How good intentions and bad ideas are setting up a generation for failure.
Untruths That Spread Throughout The Culture
Three great untruths are spreading throughout college campuses, high schools and many homes. These untruths are rarely taught explicitly. Instead, they are conveyed to people by the rules, practices, and norms imposed on them, often with the best intentions.
- The untruth of fragility: what doesn’t kill you makes you weaker
- The untruth of emotional reasoning: Always trust your feelings
- The untruth of us versus them: Life is a battle between good and evil people.
The Charity principle
The principle in philosophy and rhetoric is that one should interpret other people’s statements in their best, most reasonable form, not in the worst way possible.
When you think that your feelings are real, you may believe that other people have worse intentions than they really do. This could cause you to see harmful behaviour in places that don’t exist.
Paranoid Parenting
Parents have become overly concerned with the safety of their children. This has led to less free play, less independence and more fear instilled in children, which may increase the desire for safety provided by third parties for young adults.
Keeping children safe is important, yet trying to eliminate all risks in a child’s life can severely stunt their development, sense of independence, and ability to confront adversity.
Your Unguarded Thoughts Can Harm You
Teach your children Cognitive Behaviour Therapy so they can learn to recognize and moderate the hallmarks of emotional and motivated reasoning.
The line dividing good and evil cuts through the heart of every human being
Give people the benefit of the doubt.
Practice the virtue of intellectual humility.
Nine Common Cognitive Distortions
Many colleges encourage students to indulge in these cognitive distortions:
- Emotional reasoning. Confusing feelings with thoughts or reality is a cognitive distortion.
- Catastrophizing imagines a sequence of events. But it’s seldom true.
- Overgeneralising.
- Dichotomous thinking. All-or-nothing thinking.
- Mind reading.
- Labelling. Because someone belongs to a category doesn’t mean they embody all the traits of that category.
- Negative filtering. Amplifying negative signals, so it overwhelms the positive.
- Discounting positives. Rationalising away positive evidence as if it doesn’t count.
- Blaming.
Help Schools Oppose The Great Untruths
- Encourage potential changes to the local education system.
- At the elementary level, suggest minimal homework and more recess with minimal supervision.
- At middle and high school levels, cultivate individual virtues such as humility, teach debate and encourage debate clubs, and assign readings that promote critical thinking and reasoned discussion.
The antidote to the increasing fragility
- Seeking out challenges (rather than eliminating or avoiding everything that “feels unsafe”),
- Freeing yourself from cognitive distortions (rather than always trusting your initial feelings), and taking a generous view of other people.
- Looking for nuance (rather than assuming the worst about people within a simplistic us-versus-them morality).”
A Loss Of Professorial Diversity Decreases The Quality Of Scholarly Research
University professors are generally left-leaning in their politics, yet the percentage of professors who lean left has increased in recent years.
A more uniform group of people will cause a decline in the quality of scholarly research. Because they share a similar view, they won’t be as rigorous in potential counterarguments or the quality of their work.
Limit and refine device time
- Encourage children to spend more time outdoors.
- Place clear but reasonable limits on device time.
- Light use of screen time is not harmful, except if it displaces the many other activities children could be doing.
- Children should have no social media until high school. From high school, agree on a reasonable time budget for each child.
Children are “anti-fragile”
Children are “anti-fragile”
The term anti-fragile describes things that have the capacity to not only tolerate stress but to flourish and grow as a result of it.
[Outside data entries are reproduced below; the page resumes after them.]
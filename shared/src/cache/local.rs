//! In-process cache store.
//!
//! Used when Redis is disabled or unreachable. It exposes the same surface as
//! the Redis store with one capability gap: `delete_pattern` never expands
//! wildcards and only removes a key literally named like the pattern.
//!
//! Expired entries are dropped when read and swept from the whole map every
//! [`PURGE_INTERVAL`] writes, so keys that are never read again are still
//! reclaimed.

use super::store::{CacheBackendKind, CacheError, CacheStore};
use serde_json::Value;
use std::collections::HashMap;
use std::sync::atomic::{AtomicU64, Ordering};
use std::sync::RwLock;
use std::time::{Duration, Instant};

/// Number of writes between full sweeps of expired entries.
pub const PURGE_INTERVAL: u64 = 256;

#[derive(Debug, Clone)]
struct LocalEntry {
    value: Value,
    expires_at: Option<Instant>,
}

impl LocalEntry {
    fn is_expired(&self, now: Instant) -> bool {
        self.expires_at.is_some_and(|at| now >= at)
    }
}

/// In-memory cache store with lazy TTL expiry.
#[derive(Debug, Default)]
pub struct LocalStore {
    entries: RwLock<HashMap<String, LocalEntry>>,
    writes: AtomicU64,
}

impl LocalStore {
    /// Creates a new empty store.
    #[must_use]
    pub fn new() -> Self {
        Self::default()
    }

    /// Returns the number of unexpired entries.
    ///
    /// # Errors
    ///
    /// Returns an error if the lock is poisoned.
    pub fn len(&self) -> Result<usize, CacheError> {
        let entries = self.entries.read().map_err(|_| CacheError::LockError)?;
        let now = Instant::now();
        Ok(entries.values().filter(|e| !e.is_expired(now)).count())
    }

    /// Returns true if the store holds no unexpired entries.
    ///
    /// # Errors
    ///
    /// Returns an error if the lock is poisoned.
    pub fn is_empty(&self) -> Result<bool, CacheError> {
        Ok(self.len()? == 0)
    }

    /// Drops every expired entry, returning how many were removed.
    ///
    /// # Errors
    ///
    /// Returns an error if the lock is poisoned.
    pub fn purge_expired(&self) -> Result<usize, CacheError> {
        let mut entries = self.entries.write().map_err(|_| CacheError::LockError)?;
        let now = Instant::now();
        let before = entries.len();
        entries.retain(|_, e| !e.is_expired(now));
        Ok(before - entries.len())
    }
}

impl CacheStore for LocalStore {
    fn kind(&self) -> CacheBackendKind {
        CacheBackendKind::Local
    }

    fn supports_patterns(&self) -> bool {
        false
    }

    fn get(&self, key: &str) -> Result<Option<Value>, CacheError> {
        {
            let entries = self.entries.read().map_err(|_| CacheError::LockError)?;
            match entries.get(key) {
                Some(entry) if !entry.is_expired(Instant::now()) => {
                    return Ok(Some(entry.value.clone()))
                }
                Some(_) => {}
                None => return Ok(None),
            }
        }

        // Expired: drop it so the map does not grow unbounded.
        let mut entries = self.entries.write().map_err(|_| CacheError::LockError)?;
        if entries
            .get(key)
            .is_some_and(|e| e.is_expired(Instant::now()))
        {
            entries.remove(key);
        }
        Ok(None)
    }

    fn set(&self, key: &str, value: Value, ttl: Duration) -> Result<(), CacheError> {
        let mut entries = self.entries.write().map_err(|_| CacheError::LockError)?;
        let now = Instant::now();

        if ttl.is_zero() {
            // Expired on arrival, same as the Redis store.
            entries.remove(key);
        } else {
            entries.insert(
                key.to_string(),
                LocalEntry {
                    value,
                    expires_at: now.checked_add(ttl),
                },
            );
        }

        let writes = self.writes.fetch_add(1, Ordering::Relaxed) + 1;
        if writes % PURGE_INTERVAL == 0 {
            entries.retain(|_, e| !e.is_expired(now));
        }
        Ok(())
    }

    fn delete(&self, key: &str) -> Result<bool, CacheError> {
        let mut entries = self.entries.write().map_err(|_| CacheError::LockError)?;
        Ok(entries
            .remove(key)
            .is_some_and(|e| !e.is_expired(Instant::now())))
    }

    fn delete_pattern(&self, pattern: &str) -> Result<u64, CacheError> {
        // Literal match only; wildcards are not expanded.
        Ok(u64::from(self.delete(pattern)?))
    }

    fn exists(&self, key: &str) -> Result<bool, CacheError> {
        Ok(self.get(key)?.is_some())
    }

    fn increment(&self, key: &str, amount: i64) -> Result<i64, CacheError> {
        let mut entries = self.entries.write().map_err(|_| CacheError::LockError)?;
        let now = Instant::now();

        let (current, expires_at) = match entries.get(key) {
            Some(entry) if !entry.is_expired(now) => {
                let current = entry
                    .value
                    .as_i64()
                    .ok_or_else(|| CacheError::NotAnInteger(key.to_string()))?;
                (current, entry.expires_at)
            }
            _ => (0, None),
        };

        let next = current
            .checked_add(amount)
            .ok_or_else(|| CacheError::Overflow(key.to_string()))?;

        entries.insert(
            key.to_string(),
            LocalEntry {
                value: Value::from(next),
                expires_at,
            },
        );
        Ok(next)
    }

    fn flush(&self) -> Result<(), CacheError> {
        let mut entries = self.entries.write().map_err(|_| CacheError::LockError)?;
        entries.clear();
        Ok(())
    }
}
Everybody will face completely unexpected events. When we have limited exposure to unexpected events, we will likely find navigating them difficult.
When our brain and cognitive processes encounter unexpected events, they learn to adapt and grow, making them more likely to navigate uncertainty successfully.
Parents and educators should help children learn and grow by letting them face risks and stressors, not shielding them from them.
From time to time in the years to come, I hope you will be treated unfairly so that you will come to know the value of justice. I hope that you will suffer betrayal because that will teach you the importance of loyalty. Sorry to say, but I hope you will be lonely from time to time so that you don’t take friends for granted. I wish you bad luck, again, from time to time so that you will be conscious of the role of chance in life and understand that your success is not completely deserved and that the failure of others is not completely deserved either.
Dignity culture vs. victimhood culture
The “dignity culture” is increasingly giving way to “victimhood culture.”
Dignity culture is characterised by assumed dignity and worth regardless of what people think of you. People are expected to have enough self-control to think little of irritations, slights, minor conflicts and even direct insults as threats to their dignity that should be met with a response.
Victimhood Culture
People and groups try to cultivate an image of victims who deserve assistance. They are highly sensitive to slights and tend to handle conflicts through complaints to third parties.